The Darina Allen Column

 

Darina Allen

This month Darina talks about one of the most anticipated restaurant openings in London for several years, a place where “beautifully fresh ingredients shine through with the minimum of interference”. How good is that.

Skye Gyngell, whose super fresh food at Petersham Nurseries in Richmond thrilled and excited real food lovers from all over the world, had not been actively involved in the restaurant scene for over two years before opening her new restaurant, Spring.

In that time she and her team were actively seeking out exciting premises in central London. After much toing and froing they eventually chose part of the New Wing at Somerset House, where the Inland Revenue had its office for 158 years.

The new space could not be much further in style from the original charming greenhouse at Petersham Nurseries where mismatched tables, crockery and cutlery on the clay floor created a sophisticated up-cycled bo-ho chic look.

Here in Spring, Skye shows her elegant ultra-chic side by transforming what by all accounts was a dull and dreary room into a haven of sophistication with a Zen like feel. The walls are pastel with tiny handmade porcelain flowers by Valeria Nascimento fluttering across the walls. There’s a marble counter at one end from which drinks and house cordials are dispensed. The cutlery is by English cutler David Mellor and the leather chairs are by Mario Bellini

The chandeliers, which resemble bunches of frosted balloons, cast a soft flattering glow. Not everyone loves the atmosphere or the eccentric staff uniform designed by Trager Delaney of Egg. I personally found them playful and quirky and why not.

The food was totally delicious, quintessentially Skye even though she wasn’t in the kitchen herself that night. Beautifully fresh ingredients shine through with the minimum of interference.
The delicious desserts at Spring are the creations of Sarah Johnson and her team. Sarah interned here at the Ballymaloe Cookery School for a while and honed her considerable skills at Chez Panisse in Berkeley, as well as Pizzaiolo in Oakland.

The wine list would also blow you out of the water impressing even the most seasoned wine buffs. Deeply knowledgeable sommelier Frank Embleton has been given both the brief and budget to create one of the most fascinating and well-chosen lists in London to complement Skye’s food.

Put www.springrestaurant.co.uk on your London list. Open seven days for lunch and dinner.

Here are some of the dishes that are creating the WOW factor at Spring.

 

Scallops, Agretti and Chilli Oil from Spring

[Agretti is an Italian succulent; it is related to samphire, which would be easier to source, and can typically be eaten raw or sauteed. stir fried or steamed. GC]

Serves 4

20 scallops, shucked and cleaned
1 large red chilli
5 tbsp extra-virgin olive oil
1 bunch of Agretti
The juice of half a lemon
Sea-salt and freshly ground black pepper

Slice the chilli in half lengthwise and scrape out the seeds. Using a sharp knife, slice into long fine strips. Bunch the strips together and chop finely across them so you end up with neat little squares. Place in a bowl, pour over all but 1tbsp of the olive oil, stir to combine, and set aside.

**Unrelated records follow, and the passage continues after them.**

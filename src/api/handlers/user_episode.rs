//! User/episode association handlers.

use axum::extract::{Query, State};
use axum::http::StatusCode;
use axum::response::IntoResponse;
use axum::routing::get;
use axum::{Json, Router};

use crate::api::dto::{
    CreateUserEpisodeRequest, UserEpisodeDto, UserEpisodeListing, UserEpisodeQuery,
};
use crate::app_state::AppState;
use crate::error::{ErrorResponse, GatewayError};

/// `POST /api/user-episodes`: Record a user joining an episode.
///
/// # Errors
///
/// Returns [`GatewayError::Validation`] for an empty field,
/// [`GatewayError::UninitializedDependency`] when the database is not
/// configured and [`GatewayError::ExternalService`] when it fails.
#[utoipa::path(
    post,
    path = "/api/user-episodes",
    tag = "User Episodes",
    summary = "Create a user/episode association",
    description = "Stores that the user engaged with the episode and returns the stored row.",
    request_body = CreateUserEpisodeRequest,
    responses(
        (status = 201, description = "Association created", body = UserEpisodeDto),
        (status = 400, description = "Missing user or episode", body = ErrorResponse),
        (status = 502, description = "Database failure", body = ErrorResponse),
        (status = 503, description = "Database not configured", body = ErrorResponse),
    )
)]
pub async fn create_user_episode(
    State(state): State<AppState>,
    Json(req): Json<CreateUserEpisodeRequest>,
) -> Result<impl IntoResponse, GatewayError> {
    let created = state
        .user_episode_service
        .create_user_episode(&req.user, &req.episode)
        .await?;
    Ok((StatusCode::CREATED, Json(created)))
}

/// `GET /api/user-episodes`: Associations of a user or of an episode.
///
/// `user` takes precedence when both filters are sent.
///
/// # Errors
///
/// Returns [`GatewayError::Validation`] when neither filter is sent, plus
/// the conditions of [`create_user_episode`].
#[utoipa::path(
    get,
    path = "/api/user-episodes",
    tag = "User Episodes",
    summary = "List user/episode associations",
    description = "With `user`, returns the episodes that user engaged with as `{episodes}`. With `episode`, returns the users engaged with it as `{users}`.",
    params(UserEpisodeQuery),
    responses(
        (status = 200, description = "Associations matching the filter", body = UserEpisodeListing),
        (status = 400, description = "Neither user nor episode given", body = ErrorResponse),
        (status = 502, description = "Database failure", body = ErrorResponse),
        (status = 503, description = "Database not configured", body = ErrorResponse),
    )
)]
pub async fn list_user_episodes(
    State(state): State<AppState>,
    Query(query): Query<UserEpisodeQuery>,
) -> Result<impl IntoResponse, GatewayError> {
    let service = &state.user_episode_service;
    let listing = match (query.user, query.episode) {
        (Some(user), _) => UserEpisodeListing::ByUser(service.get_user_episodes(&user).await?),
        (None, Some(episode)) => {
            UserEpisodeListing::ByEpisode(service.get_episode_users(&episode).await?)
        }
        (None, None) => {
            return Err(GatewayError::Validation(
                "either user or episode is required".to_string(),
            ));
        }
    };
    Ok(Json(listing))
}

/// User/episode routes.
pub fn routes() -> Router<AppState> {
    Router::new().route(
        "/api/user-episodes",
        get(list_user_episodes).post(create_user_episode),
    )
}
//! Offset/limit paging for the transaction feed.

/// Page size when none (or an invalid one) is requested.
pub const DEFAULT_LIMIT: usize = 20;

/// Largest accepted page size.
pub const MAX_LIMIT: usize = 100;

/// Parses a requested page size; anything outside `1..=100` yields
/// [`DEFAULT_LIMIT`].
#[must_use]
pub fn parse_limit(raw: Option<&str>) -> usize {
    raw.and_then(|v| v.trim().parse::<usize>().ok())
        .filter(|v| (1..=MAX_LIMIT).contains(v))
        .unwrap_or(DEFAULT_LIMIT)
}

/// Parses a requested offset; anything that is not a non-negative integer
/// yields 0.
#[must_use]
pub fn parse_offset(raw: Option<&str>) -> usize {
    raw.and_then(|v| v.trim().parse::<usize>().ok())
        .unwrap_or(0)
}

/// Returns `items[offset..offset + limit]`, clamped to the slice bounds.
///
/// An offset at or past the end yields an empty page.
#[must_use]
pub fn page<T>(items: &[T], offset: usize, limit: usize) -> &[T] {
    let total = items.len();
    let start = offset.min(total);
    let end = offset.saturating_add(limit).min(total);
    items.get(start..end).unwrap_or_default()
}
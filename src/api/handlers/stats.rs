//! Landing-page statistics handler.

use axum::extract::State;
use axum::response::IntoResponse;
use axum::routing::get;
use axum::{Json, Router};

use crate::api::dto::HomeStatsDto;
use crate::app_state::AppState;
use crate::error::GatewayError;

/// `GET /api/stats/home`: Landing-page statistics.
///
/// # Errors
///
/// Never fails.
#[utoipa::path(
    get,
    path = "/api/stats/home",
    tag = "Stats",
    summary = "Home statistics",
    description = "Returns total value locked, policy count, claim rate and average payout time aggregated over all pools and transactions.",
    responses(
        (status = 200, description = "Home statistics", body = HomeStatsDto),
    )
)]
pub async fn home_stats(State(state): State<AppState>) -> Result<impl IntoResponse, GatewayError> {
    Ok(Json(state.stats_service.get_home_stats().await))
}

/// Stats routes.
pub fn routes() -> Router<AppState> {
    Router::new().route("/api/stats/home", get(home_stats))
}
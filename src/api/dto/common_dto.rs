//! Shared DTO types used across multiple endpoints.

use serde::{Deserialize, Serialize};
use utoipa::{IntoParams, ToSchema};

use crate::domain::Oracle;

/// Page number reported by the catalogue list endpoints.
pub const LIST_PAGE: u32 = 1;

/// Page size reported by the catalogue list endpoints.
pub const LIST_LIMIT: u32 = 20;

/// Placeholder shown for oracle fields that are not configured.
pub const NOT_AVAILABLE: &str = "N/A";

/// Placeholder shown for optional rule texts that are not set.
pub const NONE_TEXT: &str = "none";

/// Status/category filter for catalogue list endpoints.
///
/// Values are kept as sent; a value that names no known variant matches
/// nothing.
#[derive(Debug, Clone, Default, Deserialize, IntoParams)]
#[into_params(parameter_in = Query)]
pub struct ListQuery {
    /// Lifecycle status (e.g. `recruiting`).
    #[serde(default)]
    pub status: Option<String>,
    /// Category (e.g. `flightDelay`).
    #[serde(default)]
    pub category: Option<String>,
}

/// Oracle projection.
#[derive(Debug, Clone, PartialEq, Eq, Serialize, Deserialize, ToSchema)]
#[serde(rename_all = "camelCase")]
pub struct OracleDto {
    /// Where the outcome is read from.
    pub data_source: String,
    /// When the outcome is read.
    pub resolution_time: String,
}

impl OracleDto {
    /// Oracle shown when none is configured.
    #[must_use]
    pub fn not_available() -> Self {
        Self {
            data_source: NOT_AVAILABLE.to_string(),
            resolution_time: NOT_AVAILABLE.to_string(),
        }
    }
}

impl From<&Oracle> for OracleDto {
    fn from(oracle: &Oracle) -> Self {
        Self {
            data_source: oracle.data_source.clone(),
            resolution_time: oracle.resolution_time.clone(),
        }
    }
}
//! Episode use cases: the catalogue and on-chain episode contracts.

use std::collections::HashSet;
use std::sync::Arc;

use chrono::{DateTime, Utc};

use crate::api::dto::{
    ChainEpisodesResponse, CountdownDto, EpisodeDashboardDto, EpisodeDetailDto, EpisodeDto,
    EpisodeEventDto, EpisodeEventsResponse, EpisodesResponse, ListQuery,
};
use crate::chain::timestamp::{normalize_timestamp, parse_quantity};
use crate::chain::{BlockExplorer, EventLog, SortOrder, topics};
use crate::domain::{Category, EpisodeStatus, InsuranceEpisode};
use crate::error::GatewayError;
use crate::repository::EpisodeRepository;

/// Orchestrates episode queries over the [`EpisodeRepository`] and the
/// block explorer.
#[derive(Clone)]
pub struct EpisodeService {
    episodes: Arc<EpisodeRepository>,
    explorer: Option<Arc<dyn BlockExplorer>>,
    factory_address: Option<String>,
}

impl std::fmt::Debug for EpisodeService {
    fn fmt(&self, f: &mut std::fmt::Formatter<'_>) -> std::fmt::Result {
        f.debug_struct("EpisodeService")
            .field("explorer", &self.explorer.is_some())
            .field("factory_address", &self.factory_address)
            .finish_non_exhaustive()
    }
}

impl EpisodeService {
    /// Creates a new `EpisodeService`.
    ///
    /// `explorer` and `factory_address` are optional; the on-chain queries
    /// fail with [`GatewayError::Config`] while either is missing.
    #[must_use]
    pub fn new(
        episodes: Arc<EpisodeRepository>,
        explorer: Option<Arc<dyn BlockExplorer>>,
        factory_address: Option<String>,
    ) -> Self {
        Self {
            episodes,
            explorer,
            factory_address: factory_address.filter(|a| !a.is_empty()),
        }
    }

    /// Lists catalogue episodes filtered by status and/or category.
    pub async fn get_episodes(&self, query: &ListQuery) -> EpisodesResponse {
        let items = self.filter(query).await;
        EpisodesResponse::new(items.iter().map(EpisodeDto::from).collect())
    }

    async fn filter(&self, query: &ListQuery) -> Vec<InsuranceEpisode> {
        let status = query.status.as_deref().map(str::parse::<EpisodeStatus>);
        let category = query.category.as_deref().map(str::parse::<Category>);
        match (status, category) {
            (Some(Ok(s)), Some(Ok(c))) => self.episodes.find_by_status_and_category(s, c).await,
            (Some(Ok(s)), None) => self.episodes.find_by_status(s).await,
            (None, Some(Ok(c))) => self.episodes.find_by_category(c).await,
            (None, None) => self.episodes.find_all().await,
            // A filter naming an unknown variant matches nothing.
            _ => Vec::new(),
        }
    }

    /// Returns the detail view of episode `id`.
    ///
    /// # Errors
    ///
    /// Returns [`GatewayError::NotFound`] if the episode does not exist.
    pub async fn get_episode_detail(&self, id: &str) -> Result<EpisodeDetailDto, GatewayError> {
        let episode = self.find(id).await?;
        Ok(EpisodeDetailDto::from(&episode))
    }

    /// Returns the detail view of episode `id` with the time left until
    /// its deadlines at `now`.
    ///
    /// # Errors
    ///
    /// Returns [`GatewayError::NotFound`] if the episode does not exist.
    pub async fn get_episode_dashboard(
        &self,
        id: &str,
        now: DateTime<Utc>,
    ) -> Result<EpisodeDashboardDto, GatewayError> {
        let episode = self.find(id).await?;
        Ok(EpisodeDashboardDto {
            detail: EpisodeDetailDto::from(&episode),
            countdown: CountdownDto::at(&episode, now),
        })
    }

    async fn find(&self, id: &str) -> Result<InsuranceEpisode, GatewayError> {
        self.episodes
            .find_by_id(id)
            .await
            .ok_or_else(|| GatewayError::not_found("episode", id))
    }

    /// Lists the distinct episode contracts created by the factory, in the
    /// order the explorer first reports them.
    ///
    /// # Errors
    ///
    /// Returns [`GatewayError::Config`] if the factory address or explorer
    /// is not configured, and [`GatewayError::ExternalService`] if the
    /// explorer call fails.
    pub async fn get_all_episodes(&self) -> Result<ChainEpisodesResponse, GatewayError> {
        let factory = self.factory_address.as_deref().ok_or_else(|| {
            GatewayError::Config("EPISODE_CONTRACT_FACTORY is not set".to_string())
        })?;
        let explorer = self.explorer()?;

        let calls = explorer
            .internal_transactions(factory, SortOrder::Desc)
            .await?;

        let mut seen = HashSet::new();
        let episodes = calls
            .into_iter()
            .map(|call| call.contract_address)
            .filter(|address| !address.is_empty() && seen.insert(address.clone()))
            .collect();

        Ok(ChainEpisodesResponse { episodes })
    }

    /// Lists the events emitted by episode contract `address`.
    ///
    /// # Errors
    ///
    /// Returns [`GatewayError::Validation`] for an empty address,
    /// [`GatewayError::Config`] if no explorer is configured, and
    /// [`GatewayError::ExternalService`] if the explorer call fails.
    pub async fn get_episode_events(
        &self,
        address: &str,
    ) -> Result<EpisodeEventsResponse, GatewayError> {
        if address.is_empty() {
            return Err(GatewayError::Validation(
                "episode address is required".to_string(),
            ));
        }
        let explorer = self.explorer()?;
        let logs = explorer.event_logs(address).await?;
        let events: Vec<EpisodeEventDto> = logs.into_iter().map(to_event_dto).collect();

        Ok(EpisodeEventsResponse {
            episode: address.to_string(),
            total: events.len(),
            events,
        })
    }

    fn explorer(&self) -> Result<&Arc<dyn BlockExplorer>, GatewayError> {
        self.explorer.as_ref().ok_or_else(|| {
            GatewayError::Config("ETHERSCAN_API_KEY is not set".to_string())
        })
    }
}

fn to_event_dto(log: EventLog) -> EpisodeEventDto {
    let block_number = parse_quantity(&log.block_number)
        .map_or_else(|| serde_json::Value::String(log.block_number.clone()), Into::into);
    EpisodeEventDto {
        event_name: topics::event_name_for(&log.topics).to_string(),
        transaction_hash: log.transaction_hash,
        block_number,
        timestamp: normalize_timestamp(&log.time_stamp),
        topics: log.topics,
        data: log.data,
    }
}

Clean, cook and drain the Agretti. While still warm, dress with a tablespoon of the chilli oil and a squeeze or two of lemon juice.

Place two non-stick (if you have them) frying pans on top of a high heat. Divide the final tablespoon of olive oil (without chilli), between them. Season the scallops quite generously with salt and pepper. Then when the pans are very hot, add the scallops, diving them equally (don’t over crowd them or they will stew instead of cook)

Cook for a minute on one side, then 30 seconds on the other. Remove from the heat and squeeze over what is left of the lemon juice. Divide the Agretti among 4 plates, place 5 scallops on top of each and spoon over the chilli oil.

Serve straight away while the scallops are still piping hot.

 

Pumpkin and white bean curry from Spring

Serves 4

1 fresh coconut (or 1 tin coconut milk)
1tbsp ghee or clarified butter
1tsp black mustard seeds
1 onion squash (if you can’t get hold of this, Crown Prince or butternut squash will be fine)
1 inch fresh turmeric, peeled and grated
1 dried chilli
10 fresh curry leaves
150 g/5 oz dried white beans, soaked overnight and cooked according to packet instructions
A little sea-salt
1 inch thumb of ginger, peeled and finely chopped
4-5 sweet little tomatoes

I prefer to use fresh coconut, it’s a little extra work but its flavour is far more delicate. If you do it this way, look for small, sweet, young coconuts, not the more typical older harder ones. Remove the outside husk by holding in your hand, rotating it slowly and tapping it gently on the top with a rolling pin until the outer flesh splits and you can gently remove the flesh with your hands.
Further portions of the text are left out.